Writing teenage fiction – it’s a funny old game. If you hit the right notes, fortune and glory shall be yours. More probably, you’ll cock it up completely, because after all, who really understands teenagers except other teenagers. But there is one thing on your side – all children read up. So while the 16 year olds you think you’re writing for may not read you, 12 year olds will. 10 year olds read Louise Rennison and Seventeen. 8 year olds read (past tense, probably) Judy Blume. If you want a 17 year old reader the worst thing you can do is write something ‘targeted’ at him.

I use ‘him’ because I’ve just read Doing It, Melvin Burgess’s novel about teenage boys and sex. Try as I might, I can’t imagine this book speaking to a teenage boy (or girl for that matter). I can imagine them reading it, because after all it’s fairly explicit hur hur. But is anyone really going to feel that, yes, these are my problems, and the terrible burden of my hormones has been lightened by being understood?
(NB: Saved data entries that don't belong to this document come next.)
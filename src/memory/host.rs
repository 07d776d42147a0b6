//! Best-fit host (CPU) allocator with same-arena coalescing.
//!
//! Grounded on `cpu_allocator.cpp`: a flat list of headers, each describing
//! a region of some arena as free or in-use. `get` scans for the
//! smallest free region that still fits the request (best fit, not first
//! fit), splitting off the remainder as a new free header when the match is
//! larger than needed. When nothing fits, a new arena is allocated and
//! pushed onto the arena list. `put` marks a region free and coalesces it
//! with free neighbors that share its `block_id` — regions from different
//! arenas are never merged, since they are not contiguous in memory.

use super::allocator::{Allocation, Allocator};
use crate::error::{Error, Result};
use parking_lot::Mutex;

/// Default arena size when growing the pool, matching `kDefaultCpuBlockSize`.
pub const DEFAULT_BLOCK_SIZE: usize = 1_048_576;

#[derive(Debug, Clone, Copy)]
struct Header {
    offset: usize,
    size: usize,
    free: bool,
    block_id: usize,
}

struct Inner {
    arenas: Vec<Vec<u8>>,
    headers: Vec<Header>,
}

pub struct HostAllocator {
    block_size: usize,
    inner: Mutex<Inner>,
}

impl HostAllocator {
    pub fn new(block_size: usize) -> Self {
        HostAllocator {
            block_size,
            inner: Mutex::new(Inner {
                arenas: Vec::new(),
                headers: Vec::new(),
            }),
        }
    }

    fn grow(inner: &mut Inner, min_size: usize, block_size: usize) {
        let arena_size = min_size.max(block_size);
        let block_id = inner.arenas.len();
        inner.arenas.push(vec![0u8; arena_size]);
        inner.headers.push(Header {
            offset: 0,
            size: arena_size,
            free: true,
            block_id,
        });
    }
}

impl Default for HostAllocator {
    fn default() -> Self {
        HostAllocator::new(DEFAULT_BLOCK_SIZE)
    }
}

impl Allocator for HostAllocator {
    fn kind(&self) -> &'static str {
        "cpu"
    }

    fn get(&self, size: usize) -> Result<Allocation> {
        if size == 0 {
            return Err(Error::invalid_argument("cannot allocate zero bytes"));
        }

        let mut inner = self.inner.lock();

        let mut best: Option<usize> = None;
        for (idx, header) in inner.headers.iter().enumerate() {
            if !header.free || header.size < size {
                continue;
            }
            match best {
                Some(b) if inner.headers[b].size <= header.size => {}
                _ => best = Some(idx),
            }
        }

        let chosen = match best {
            Some(idx) => idx,
            None => {
                Self::grow(&mut inner, size, self.block_size);
                inner.headers.len() - 1
            }
        };

        let header = inner.headers[chosen];
        inner.headers[chosen].free = false;

        if header.size > size {
            inner.headers[chosen].size = size;
            inner.headers.push(Header {
                offset: header.offset + size,
                size: header.size - size,
                free: true,
                block_id: header.block_id,
            });
        }

        Ok(Allocation {
            block_id: header.block_id,
            offset: header.offset,
            size,
        })
    }

    fn put(&self, allocation: Allocation) -> Result<()> {
        let mut inner = self.inner.lock();

        if let Some(idx) = inner.headers.iter().position(|h| {
            h.block_id == allocation.block_id && h.offset == allocation.offset && !h.free
        }) {
            inner.headers[idx].free = true;
        } else {
            return Err(Error::runtime("Address not found"));
        }

        loop {
            let merged = Self::try_coalesce_once(&mut inner.headers);
            if !merged {
                break;
            }
        }
        Ok(())
    }

    unsafe fn arena_ptr(&self, block_id: usize) -> *mut u8 {
        let mut inner = self.inner.lock();
        inner.arenas[block_id].as_mut_ptr()
    }
}

impl HostAllocator {
    /// Merge the first adjacent pair of free headers sharing a `block_id`,
    /// returning whether a merge happened. Called repeatedly until a full
    /// pass finds nothing left to merge.
    fn try_coalesce_once(headers: &mut Vec<Header>) -> bool {
        for i in 0..headers.len() {
            if !headers[i].free {
                continue;
            }
            for j in 0..headers.len() {
                if i == j || !headers[j].free {
                    continue;
                }
                if headers[i].block_id == headers[j].block_id
                    && headers[i].offset + headers[i].size == headers[j].offset
                {
                    headers[i].size += headers[j].size;
                    headers.remove(j);
                    return true;
                }
            }
        }
        false
    }
}
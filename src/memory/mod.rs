//! Pooled memory management for tensor payloads.
//!
//! A [`MemoryPool`] holds one [`Allocator`] per memory kind (currently only
//! `"cpu"`) and tries each registered kind in order when a caller asks for a
//! buffer without naming one, matching `MemoryPool::get`'s try-in-order
//! behavior in the original server.

mod allocator;
mod buffer;
mod host;

pub use allocator::{Allocation, Allocator};
pub use buffer::Buffer;
pub use host::{HostAllocator, DEFAULT_BLOCK_SIZE};

use crate::error::{Error, Result};
use std::sync::Arc;

pub struct MemoryPool {
    allocators: Vec<Arc<dyn Allocator>>,
}

impl MemoryPool {
    pub fn new() -> Self {
        MemoryPool {
            allocators: vec![Arc::new(HostAllocator::default())],
        }
    }

    pub fn with_allocators(allocators: Vec<Arc<dyn Allocator>>) -> Self {
        MemoryPool { allocators }
    }

    /// Allocate from the named kind, or try every registered allocator in
    /// registration order if `kind` is `None`.
    pub fn get(&self, kind: Option<&str>, size: usize) -> Result<Buffer> {
        match kind {
            Some(kind) => {
                let allocator = self
                    .allocators
                    .iter()
                    .find(|a| a.kind() == kind)
                    .ok_or_else(|| Error::invalid_argument(format!("unknown memory kind: {kind}")))?;
                let allocation = allocator.get(size)?;
                Ok(Buffer::new(allocator.clone(), allocation))
            }
            None => {
                let mut last_err = None;
                for allocator in &self.allocators {
                    match allocator.get(size) {
                        Ok(allocation) => return Ok(Buffer::new(allocator.clone(), allocation)),
                        Err(e) => last_err = Some(e),
                    }
                }
                Err(last_err.unwrap_or_else(|| Error::runtime("no allocators registered")))
            }
        }
    }
}

impl Default for MemoryPool {
    fn default() -> Self {
        MemoryPool::new()
    }
}
//! Protocol-agnostic request adapter contract.
//!
//! The batcher never speaks REST, gRPC, or any other wire format directly —
//! it only calls into a `RequestAdapter`, the same role `Interface`/
//! `InterfacePtr` plays in `soft.cpp` (`req->getInputSizes()`,
//! `req->getRequest(input_buffers, input_offset, output_buffers,
//! output_offset)`, `req->errorHandler(...)`). Wire protocols are external
//! collaborators per the spec's scope; this module is the seam they plug
//! into.

use crate::error::Error;
use crate::memory::Buffer;
use crate::observation::Trace;
use crate::request::InferenceRequest;
use std::sync::Arc;

pub trait RequestAdapter: Send + Sync {
    /// Byte size this adapter's request will contribute to each input
    /// tensor slot, in input-tensor order. Queried once per batch, against
    /// the batch's first request, so the batcher knows how large to make
    /// the batch's shared input buffers before any `materialize` call.
    fn input_sizes(&self) -> Vec<usize>;

    /// Write this adapter's request directly into the batch's shared
    /// buffers: for input slot `i`, bytes go into `input_buffers[i]`
    /// starting at `input_offsets[i]`, which is then advanced by the number
    /// of bytes written. Output buffers are plumbed through for symmetry
    /// with the wire contract, but are typically empty — per spec, the
    /// worker is the one that allocates output storage, not the batcher.
    ///
    /// Returns `None` if the request doesn't fit (batch full, wrong tensor
    /// count, already materialized, etc.); on `None` no offset may have been
    /// advanced, so the caller can safely retry the request later as-is.
    fn materialize(
        &self,
        input_buffers: &[Arc<Buffer>],
        input_offsets: &mut [usize],
        output_buffers: &[Arc<Buffer>],
        output_offsets: &mut [usize],
    ) -> Option<InferenceRequest>;

    /// Report a failure that happened before or during materialization,
    /// bypassing the normal response callback (which only exists once a
    /// request has successfully joined a batch).
    fn error_handler(&self, error: Error);

    /// Optional tracing context to propagate into the batch.
    fn trace(&self) -> Option<&Trace> {
        None
    }
}
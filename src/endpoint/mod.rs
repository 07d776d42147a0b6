//! Endpoint registry: the public name clients submit requests to, mapped to
//! a `(worker kind, parameters)` pair and the running worker group behind
//! it.
//!
//! Grounded on `manager.hpp`'s `Endpoints` helper (three maps: worker kind
//! → `parameters → endpoint name`, worker kind → next auto-name index,
//! endpoint name → its parameters) and `Manager`'s single update thread
//! draining a command queue of `UpdateCommand`s. The original is a process
//! singleton reached through a raw pointer; here it's an `Arc` any caller
//! can hold, which is the idiomatic substitute.

use crate::batching::{BatcherConfig, SoftBatcher};
use crate::memory::MemoryPool;
use crate::parameters::ParameterMap;
use crate::request::ModelMetadata;
use crate::worker::info::WorkerInfo;
use crate::worker::loader::WorkerLoader;
use parking_lot::RwLock;
use std::collections::{BTreeMap, HashMap};
use std::sync::mpsc as std_mpsc;
use std::sync::Arc;
use std::thread::JoinHandle as StdJoinHandle;
use tokio::runtime::Handle;
use tokio::sync::mpsc;

/// What kind of change an [`UpdateCommand`] asks the manager to make.
#[derive(Debug, Clone, Copy, PartialEq, Eq)]
pub enum UpdateCommandType {
    Load,
    Unload,
}

#[derive(Debug, Clone)]
pub struct UpdateCommand {
    pub command_type: UpdateCommandType,
    pub endpoint: String,
    pub kind: String,
    pub parameters: ParameterMap,
    pub batcher: BatcherConfig,
}

/// Endpoint name bookkeeping: dedupes worker instances by `(kind,
/// parameters)` so two requests to load the same worker with identical
/// parameters reuse one endpoint instead of spawning a second copy.
#[derive(Default)]
struct Endpoints {
    by_kind_and_params: HashMap<String, BTreeMap<ParameterMap, String>>,
    next_index: HashMap<String, usize>,
    params_by_endpoint: HashMap<String, (String, ParameterMap)>,
}

impl Endpoints {
    fn existing(&self, kind: &str, parameters: &ParameterMap) -> Option<String> {
        self.by_kind_and_params
            .get(kind)
            .and_then(|m| m.get(parameters))
            .cloned()
    }

    /// Allocate (or reuse) an endpoint name for `(kind, parameters)`.
    /// Returns `(name, is_new)`.
    fn reserve(&mut self, kind: &str, parameters: &ParameterMap) -> (String, bool) {
        if let Some(existing) = self.existing(kind, parameters) {
            return (existing, false);
        }
        let index = self.next_index.entry(kind.to_string()).or_insert(0);
        let name = if *index == 0 {
            kind.to_string()
        } else {
            format!("{kind}-{index}")
        };
        *index += 1;

        self.by_kind_and_params
            .entry(kind.to_string())
            .or_default()
            .insert(parameters.clone(), name.clone());
        self.params_by_endpoint
            .insert(name.clone(), (kind.to_string(), parameters.clone()));

        (name, true)
    }

    fn remove(&mut self, endpoint: &str) {
        if let Some((kind, parameters)) = self.params_by_endpoint.remove(endpoint) {
            if let Some(m) = self.by_kind_and_params.get_mut(&kind) {
                m.remove(&parameters);
            }
        }
    }
}

/// A running worker group plus the batcher feeding it: what `Server::submit`
/// actually pushes requests into.
struct EndpointHandle {
    group: WorkerInfo,
    submit_tx: mpsc::Sender<crate::batching::soft::BatchItem>,
}

/// Public handle to the registry and its running worker groups.
pub struct Manager {
    endpoints: Arc<RwLock<Endpoints>>,
    groups: Arc<RwLock<HashMap<String, EndpointHandle>>>,
    pool: Arc<MemoryPool>,
    command_tx: std_mpsc::Sender<UpdateCommand>,
    _update_thread: StdJoinHandle<()>,
}

impl Manager {
    pub fn new(runtime: Handle, worker_search_dir: impl Into<std::path::PathBuf>) -> Arc<Self> {
        let endpoints = Arc::new(RwLock::new(Endpoints::default()));
        let groups: Arc<RwLock<HashMap<String, EndpointHandle>>> = Arc::new(RwLock::new(HashMap::new()));
        let pool = Arc::new(MemoryPool::new());
        let search_dir = worker_search_dir.into();

        let (command_tx, command_rx) = std_mpsc::channel::<UpdateCommand>();

        let thread_groups = groups.clone();
        let thread_endpoints = endpoints.clone();
        let thread_runtime = runtime.clone();
        let thread_pool = pool.clone();
        let update_thread = std::thread::spawn(move || {
            let mut loader = WorkerLoader::new(search_dir);
            while let Ok(command) = command_rx.recv() {
                match command.command_type {
                    UpdateCommandType::Load => {
                        // An existing group for this endpoint means a
                        // `share=false` caller wants one more worker added to
                        // it, not a second group under a different name.
                        let added_to_existing = {
                            let mut groups = thread_groups.write();
                            match groups.get_mut(&command.endpoint) {
                                Some(existing) => {
                                    if let Err(e) = existing.group.add_and_start_worker(&mut loader) {
                                        log::error!("failed to add worker '{}': {e}", command.kind);
                                    }
                                    true
                                }
                                None => false,
                            }
                        };
                        if added_to_existing {
                            continue;
                        }

                        let (batch_tx, batch_rx) = mpsc::channel(command.batcher.batch_size * 4);
                        let mut group =
                            WorkerInfo::new(command.kind.clone(), command.parameters.clone(), batch_rx);
                        if let Err(e) = group.add_and_start_worker(&mut loader) {
                            log::error!("failed to start worker '{}': {e}", command.kind);
                            continue;
                        }

                        let counters = crate::observation::PipelineCounters::new();
                        let (batcher, submit_tx) =
                            SoftBatcher::new(command.batcher, thread_pool.clone(), counters);
                        thread_runtime.spawn(batcher.run(batch_tx));

                        thread_groups
                            .write()
                            .insert(command.endpoint, EndpointHandle { group, submit_tx });
                    }
                    UpdateCommandType::Unload => {
                        // Take the whole group out of the map while we stop
                        // one worker, then either drop it (the group is now
                        // empty) or put it back so the endpoint keeps
                        // resolving to whichever workers remain.
                        let entry = thread_groups.write().remove(&command.endpoint);
                        if let Some(mut handle) = entry {
                            thread_runtime.block_on(async {
                                if let Err(e) = handle.group.unload_one().await {
                                    log::error!("failed to unload a worker from '{}': {e}", command.endpoint);
                                }
                            });
                            if handle.group.is_empty() {
                                thread_endpoints.write().remove(&command.endpoint);
                            } else {
                                thread_groups.write().insert(command.endpoint.clone(), handle);
                            }
                        }
                    }
                }
            }
        });

        Arc::new(Manager {
            endpoints,
            groups,
            pool,
            command_tx,
            _update_thread: update_thread,
        })
    }

    pub fn memory_pool(&self) -> &Arc<MemoryPool> {
        &self.pool
    }

    /// Submit an adapter-wrapped request to the endpoint's batcher. Returns
    /// `false` if the endpoint isn't loaded (yet, or anymore).
    pub async fn submit(&self, endpoint: &str, adapter: Arc<dyn crate::adapter::RequestAdapter>) -> bool {
        let submit_tx = {
            let groups = self.groups.read();
            match groups.get(endpoint) {
                Some(handle) => handle.submit_tx.clone(),
                None => return false,
            }
        };
        submit_tx
            .send(crate::batching::soft::BatchItem::Submit(adapter))
            .await
            .is_ok()
    }

    /// Resolve an endpoint name to its `(kind, parameters)` pair, reusing an
    /// existing endpoint if one already serves this exact pair. A load
    /// command is enqueued when a new worker group is needed (`is_new`), or
    /// when the caller passes `share=false`, in which case one more worker
    /// is added to whatever group already serves this `(kind, parameters)`.
    pub fn load_endpoint(&self, kind: &str, parameters: ParameterMap, batcher: BatcherConfig, share: bool) -> String {
        let (name, is_new) = self.endpoints.write().reserve(kind, &parameters);
        if is_new || !share {
            let _ = self.command_tx.send(UpdateCommand {
                command_type: UpdateCommandType::Load,
                endpoint: name.clone(),
                kind: kind.to_string(),
                parameters,
                batcher,
            });
        }
        name
    }

    /// Unload exactly one worker from the endpoint's group. The endpoint's
    /// name mapping is only dropped once the update thread confirms the
    /// group has no workers left, so a `share=false` group with several
    /// workers stays resolvable after one is removed.
    pub fn unload_endpoint(&self, endpoint: &str) {
        let _ = self.command_tx.send(UpdateCommand {
            command_type: UpdateCommandType::Unload,
            endpoint: endpoint.to_string(),
            kind: String::new(),
            parameters: ParameterMap::new(),
            batcher: BatcherConfig::default(),
        });
    }

    pub fn has_endpoint(&self, endpoint: &str) -> bool {
        self.groups.read().contains_key(endpoint)
    }

    pub fn endpoint_metadata(&self, endpoint: &str) -> Option<ModelMetadata> {
        self.groups.read().get(endpoint).and_then(|h| h.group.metadata())
    }

    pub fn endpoint_count(&self) -> usize {
        self.groups.read().len()
    }
}
//! Inference server core: endpoint registry, dynamic soft batcher, pooled
//! memory allocator, worker lifecycle state machine, and a protocol-agnostic
//! request/response model compatible with the KServe v2 data shape.
//!
//! Wire protocols (REST, gRPC, WebSocket) are external collaborators — this
//! crate exposes the [`adapter::RequestAdapter`] seam they plug into, plus a
//! fully-worked [`adapters::native::NativeAdapter`] for in-process use and
//! [`adapters::json`] for the KServe v2 JSON schema itself.

pub mod adapter;
pub mod adapters;
pub mod batching;
pub mod cli;
pub mod config;
pub mod endpoint;
pub mod error;
pub mod memory;
pub mod observation;
pub mod parameters;
pub mod repository;
pub mod request;
pub mod server;
pub mod tensor;
pub mod types;
pub mod worker;

pub use error::{Error, Result};
pub use server::Server;
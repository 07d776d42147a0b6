//! RAII handle over a pooled allocation: returns its region to the
//! allocator on drop, the way `worker_pool.rs`'s semaphore permit is forgotten
//! until the worker releases it back.

use super::allocator::{Allocation, Allocator};
use std::sync::Arc;

pub struct Buffer {
    allocator: Arc<dyn Allocator>,
    allocation: Allocation,
}

impl Buffer {
    pub(crate) fn new(allocator: Arc<dyn Allocator>, allocation: Allocation) -> Self {
        Buffer {
            allocator,
            allocation,
        }
    }

    pub fn len(&self) -> usize {
        self.allocation.size
    }

    pub fn is_empty(&self) -> bool {
        self.allocation.size == 0
    }

    pub fn as_slice(&self) -> &[u8] {
        // SAFETY: the allocation is held live by this `Buffer` until `Drop`,
        // at which point it is returned to the allocator and must not be
        // read through again.
        unsafe {
            let base = self.allocator.arena_ptr(self.allocation.block_id);
            std::slice::from_raw_parts(base.add(self.allocation.offset), self.allocation.size)
        }
    }

    pub fn as_mut_slice(&mut self) -> &mut [u8] {
        // SAFETY: see `as_slice`; exclusive access is guaranteed by `&mut self`.
        unsafe {
            let base = self.allocator.arena_ptr(self.allocation.block_id);
            std::slice::from_raw_parts_mut(base.add(self.allocation.offset), self.allocation.size)
        }
    }

    /// Read `len` bytes starting at `offset` within this allocation.
    pub fn slice(&self, offset: usize, len: usize) -> &[u8] {
        &self.as_slice()[offset..offset + len]
    }

    /// Write `bytes` at `offset` within this allocation without requiring
    /// exclusive access, so a batch's requests can each write into their own
    /// disjoint region of a buffer shared (via `Arc`) across the whole
    /// batch. Callers are responsible for ensuring writers never overlap;
    /// the soft batcher upholds this by writing one request at a time and
    /// only ever advancing offsets forward.
    pub fn write_at(&self, offset: usize, bytes: &[u8]) {
        assert!(
            offset + bytes.len() <= self.allocation.size,
            "write of {} bytes at offset {offset} overruns a {}-byte buffer",
            bytes.len(),
            self.allocation.size
        );
        // SAFETY: see `as_slice`; the caller guarantees no other writer is
        // touching `[offset, offset + bytes.len())` concurrently.
        unsafe {
            let base = self.allocator.arena_ptr(self.allocation.block_id);
            std::ptr::copy_nonoverlapping(bytes.as_ptr(), base.add(self.allocation.offset + offset), bytes.len());
        }
    }
}

impl std::fmt::Debug for Buffer {
    fn fmt(&self, f: &mut std::fmt::Formatter<'_>) -> std::fmt::Result {
        f.debug_struct("Buffer")
            .field("block_id", &self.allocation.block_id)
            .field("offset", &self.allocation.offset)
            .field("size", &self.allocation.size)
            .finish()
    }
}

impl Drop for Buffer {
    fn drop(&mut self) {
        // `Drop` cannot propagate a `Result`; an allocator rejecting its own
        // previously-issued allocation is a bug in the allocator, not
        // something a caller here could act on, so it's logged instead.
        if let Err(e) = self.allocator.put(self.allocation) {
            log::error!("failed to release buffer: {e}");
        }
    }
}
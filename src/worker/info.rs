//! `WorkerInfo`-equivalent: the running instances of one worker kind plus
//! the shared batch to dispatch to them.
//!
//! Grounded on `worker_info.cpp`: `addAndStartWorker` spawns another worker
//! thread sharing the group's input queue; `unload` asks every worker to
//! stop and then polls until all of them have actually gone inactive before
//! returning, since a worker mid-`doRun` cannot be torn down safely.
//! `unload_one` is the `share=false` counterpart — it tears down a single
//! worker from the group and leaves the rest running.

use super::loader::WorkerLoader;
use super::{WorkerHandle, WorkerStatus};
use crate::batching::Batch;
use crate::error::{Error, Result};
use crate::parameters::ParameterMap;
use crate::request::ModelMetadata;
use parking_lot::Mutex as SyncMutex;
use std::sync::atomic::{AtomicUsize, Ordering};
use std::sync::Arc;
use std::time::Duration;
use tokio::sync::{mpsc, oneshot, Mutex};
use tokio::task::JoinHandle;

pub struct WorkerInfo {
    kind: String,
    parameters: ParameterMap,
    batch_rx: Arc<Mutex<mpsc::Receiver<Batch>>>,
    metadata: Arc<SyncMutex<Option<ModelMetadata>>>,
    active_count: Arc<AtomicUsize>,
    handles: Vec<JoinHandle<()>>,
    /// One cancellation signal per running worker, in lockstep with
    /// `handles`, so [`WorkerInfo::unload_one`] can stop exactly one worker
    /// in a multi-worker group instead of the whole group.
    stop_senders: Vec<oneshot::Sender<()>>,
}

impl WorkerInfo {
    pub fn new(kind: impl Into<String>, parameters: ParameterMap, batch_rx: mpsc::Receiver<Batch>) -> Self {
        WorkerInfo {
            kind: kind.into(),
            parameters,
            batch_rx: Arc::new(Mutex::new(batch_rx)),
            metadata: Arc::new(SyncMutex::new(None)),
            active_count: Arc::new(AtomicUsize::new(0)),
            handles: Vec::new(),
            stop_senders: Vec::new(),
        }
    }

    pub fn kind(&self) -> &str {
        &self.kind
    }

    pub fn worker_count(&self) -> usize {
        self.handles.len()
    }

    /// Load another instance of this group's worker kind and start its run
    /// loop against the group's shared batch receiver.
    pub fn add_and_start_worker(&mut self, loader: &mut WorkerLoader) -> Result<()> {
        let worker = loader.load(&self.kind)?;
        let mut handle = WorkerHandle::new(worker);
        handle.init(&self.parameters)?;
        handle.acquire(&self.parameters)?;

        if let Some(metadata) = handle.metadata().cloned() {
            *self.metadata.lock() = Some(metadata);
        }

        self.active_count.fetch_add(1, Ordering::SeqCst);
        let batch_rx = self.batch_rx.clone();
        let active_count = self.active_count.clone();
        let (stop_tx, mut stop_rx) = oneshot::channel();

        let task = tokio::spawn(async move {
            loop {
                let batch = {
                    let mut guard = batch_rx.lock().await;
                    tokio::select! {
                        biased;
                        _ = &mut stop_rx => None,
                        b = guard.recv() => b,
                    }
                };
                let Some(batch) = batch else { break };

                // `run` advances Acquire/Run -> Run the first time and stays
                // in Run on every subsequent batch (`WorkerStatus` allows
                // Run -> Run directly); only the final shutdown below moves
                // it to Inactive, since Inactive has no way back to Run.
                match handle.run(&batch) {
                    Ok(responses) => {
                        let mut requests = batch.requests;
                        let traces = batch.traces;
                        for ((request, mut response), trace) in requests.iter_mut().zip(responses).zip(traces) {
                            response.trace = trace;
                            request.run_callback_once(Ok(response));
                        }
                    }
                    Err(e) => {
                        log::error!("worker run failed: {e}");
                        let mut requests = batch.requests;
                        for request in requests.iter_mut() {
                            request.run_callback_once(Err(crate::error::Error::runtime(e.to_string())));
                        }
                    }
                }
            }
            let _ = handle.deactivate();
            let _ = handle.release();
            let _ = handle.destroy();
            active_count.fetch_sub(1, Ordering::SeqCst);
        });

        self.handles.push(task);
        self.stop_senders.push(stop_tx);
        Ok(())
    }

    pub fn metadata(&self) -> Option<ModelMetadata> {
        self.metadata.lock().clone()
    }

    /// Signal every worker in the group to stop, then poll until all of them
    /// have actually wound down. Mirrors `unload`'s busy-poll over
    /// `WorkerStatus::Inactive`.
    pub async fn unload(mut self) {
        for stop in self.stop_senders.drain(..) {
            let _ = stop.send(());
        }
        for handle in self.handles.drain(..) {
            let _ = handle.await;
        }
        while self.active_count.load(Ordering::SeqCst) > 0 {
            tokio::time::sleep(Duration::from_millis(5)).await;
        }
    }

    /// Stop exactly one worker in the group — the `share=false` unload path,
    /// where the endpoint must remain resolvable to whichever workers are
    /// left. Which worker is picked is unspecified, same as the original's
    /// "identify an Inactive thread after enqueuing a sentinel" approach.
    pub async fn unload_one(&mut self) -> Result<()> {
        let stop = self
            .stop_senders
            .pop()
            .ok_or_else(|| Error::runtime("no worker left to unload in this group"))?;
        let handle = self.handles.pop().expect("stop_senders and handles stay in lockstep");
        let _ = stop.send(());
        let _ = handle.await;
        Ok(())
    }

    /// Whether every worker in the group has been unloaded.
    pub fn is_empty(&self) -> bool {
        self.handles.is_empty()
    }

    pub fn status_summary(&self) -> WorkerStatus {
        if self.active_count.load(Ordering::SeqCst) > 0 {
            WorkerStatus::Run
        } else {
            WorkerStatus::Dead
        }
    }
}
Junk (Burgess’s equally controversial 1997 novel) was a very good book about heroin addiction, escapism, first love, and music, amongst other things. It had an important message and it conveyed it through a good story. Doing It is so determined to tackle the taboos surrounding teenage sex that not much else gets a look in. I felt exhausted by the end, as the four main characters lurched from one sex crisis to the next. There are other things going on – one boy’s parents are splitting up, so they appear in some detail, but all the other families, classmates etc are vague ciphers. And as for authenticity, let’s just say I can’t imagine a streetwise 14 year old exclaiming “I told him the most monstrous pack of lies!”

But Burgess is very successful, so someone out there is reading. And he does ‘get it’ in a way… He certainly conveys what sex education has for the most part woefully failed to, that sex has insanely complicated emotions attached to it and you can’t avoid them, that there are double standards, that no means no but it can also mean ‘I don’t know’ (a tricky one that in a world of potential rapist hysteria), that we have brains as well as genitals and we have to listen to both but it’s ok if the brain goes quiet sometimes…

But if I’d read this book when I was 15 I don’t think I would have appreciated those insights. I would have thought “hm this isn’t much cop, I’ll just go and read Wuthering Heights and then rifle through mum’s dirty books later.” And I turned out just fine.